[WHAT IS REQUIRED]: Here the whole listing must be retyped exactly, with no line omitted.

━━━ EXERCISE MATERIALS

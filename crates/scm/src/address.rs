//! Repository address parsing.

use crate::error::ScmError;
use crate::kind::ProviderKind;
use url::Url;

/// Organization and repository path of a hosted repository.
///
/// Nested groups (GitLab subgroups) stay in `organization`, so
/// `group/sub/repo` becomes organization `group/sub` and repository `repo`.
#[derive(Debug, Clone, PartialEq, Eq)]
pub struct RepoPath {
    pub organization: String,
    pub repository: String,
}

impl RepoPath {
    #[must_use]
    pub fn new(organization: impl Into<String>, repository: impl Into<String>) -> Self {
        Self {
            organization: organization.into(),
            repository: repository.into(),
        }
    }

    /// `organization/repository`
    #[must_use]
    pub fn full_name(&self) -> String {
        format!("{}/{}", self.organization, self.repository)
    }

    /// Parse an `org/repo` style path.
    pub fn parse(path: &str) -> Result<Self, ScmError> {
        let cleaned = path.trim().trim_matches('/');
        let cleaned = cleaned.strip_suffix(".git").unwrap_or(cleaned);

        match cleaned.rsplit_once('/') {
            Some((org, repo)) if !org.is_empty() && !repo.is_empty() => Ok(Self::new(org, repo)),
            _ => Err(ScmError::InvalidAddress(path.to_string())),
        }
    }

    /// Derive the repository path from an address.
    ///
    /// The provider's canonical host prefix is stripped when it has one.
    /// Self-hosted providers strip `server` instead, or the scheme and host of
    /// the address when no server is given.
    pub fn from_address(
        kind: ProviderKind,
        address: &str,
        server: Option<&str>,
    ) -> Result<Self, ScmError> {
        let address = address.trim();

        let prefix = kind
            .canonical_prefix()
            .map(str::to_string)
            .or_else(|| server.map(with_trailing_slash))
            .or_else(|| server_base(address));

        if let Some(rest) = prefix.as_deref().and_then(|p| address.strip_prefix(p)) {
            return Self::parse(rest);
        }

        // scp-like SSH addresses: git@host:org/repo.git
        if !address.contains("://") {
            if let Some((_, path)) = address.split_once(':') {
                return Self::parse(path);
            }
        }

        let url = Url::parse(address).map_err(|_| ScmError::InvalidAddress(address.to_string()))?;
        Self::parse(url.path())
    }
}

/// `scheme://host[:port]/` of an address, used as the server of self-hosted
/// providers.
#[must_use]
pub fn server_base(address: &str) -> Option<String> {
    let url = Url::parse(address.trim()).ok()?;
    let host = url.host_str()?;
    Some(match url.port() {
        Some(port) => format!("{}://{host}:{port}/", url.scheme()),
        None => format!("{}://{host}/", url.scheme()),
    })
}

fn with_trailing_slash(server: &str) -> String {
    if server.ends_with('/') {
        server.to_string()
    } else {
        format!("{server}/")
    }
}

━━━━━━

[ANSWER TO THIS PROBLEM]:
filename crates/scm/src/address.rs
//! Repository address parsing.

use crate::error::ScmError;
use crate::kind::ProviderKind;
use url::Url;

/// Organization and repository path of a hosted repository.
///
/// Nested groups (GitLab subgroups) stay in `organization`, so
/// `group/sub/repo` becomes organization `group/sub` and repository `repo`.
#[derive(Debug, Clone, PartialEq, Eq)]
pub struct RepoPath {
    pub organization: String,
    pub repository: String,
}

impl RepoPath {
    #[must_use]
    pub fn new(organization: impl Into<String>, repository: impl Into<String>) -> Self {
        Self {
            organization: organization.into(),
            repository: repository.into(),
        }
    }

    /// `organization/repository`
    #[must_use]
    pub fn full_name(&self) -> String {
        format!("{}/{}", self.organization, self.repository)
    }

    /// Parse an `org/repo` style path.
    pub fn parse(path: &str) -> Result<Self, ScmError> {
        let cleaned = path.trim().trim_matches('/');
        let cleaned = cleaned.strip_suffix(".git").unwrap_or(cleaned);

        match cleaned.rsplit_once('/') {
            Some((org, repo)) if !org.is_empty() && !repo.is_empty() => Ok(Self::new(org, repo)),
            _ => Err(ScmError::InvalidAddress(path.to_string())),
        }
    }

    /// Derive the repository path from an address.
    ///
    /// The provider's canonical host prefix is stripped when it has one.
    /// Self-hosted providers strip `server` instead, or the scheme and host of
    /// the address when no server is given.
    pub fn from_address(
        kind: ProviderKind,
        address: &str,
        server: Option<&str>,
    ) -> Result<Self, ScmError> {
        let address = address.trim();

        let prefix = kind
            .canonical_prefix()
            .map(str::to_string)
            .or_else(|| server.map(with_trailing_slash))
            .or_else(|| server_base(address));

        if let Some(rest) = prefix.as_deref().and_then(|p| address.strip_prefix(p)) {
            return Self::parse(rest);
        }

        // scp-like SSH addresses: git@host:org/repo.git
        if !address.contains("://") {
            if let Some((_, path)) = address.split_once(':') {
                return Self::parse(path);
            }
        }

        let url = Url::parse(address).map_err(|_| ScmError::InvalidAddress(address.to_string()))?;
        Self::parse(url.path())
    }
}

/// `scheme://host[:port]/` of an address, used as the server of self-hosted
/// providers.
#[must_use]
pub fn server_base(address: &str) -> Option<String> {
    let url = Url::parse(address.trim()).ok()?;
    let host = url.host_str()?;
    Some(match url.port() {
        Some(port) => format!("{}://{host}:{port}/", url.scheme()),
        None => format!("{}://{host}/", url.scheme()),
    })
}

fn with_trailing_slash(server: &str) -> String {
    if server.ends_with('/') {
        server.to_string()
    } else {
        format!("{server}/")
    }
}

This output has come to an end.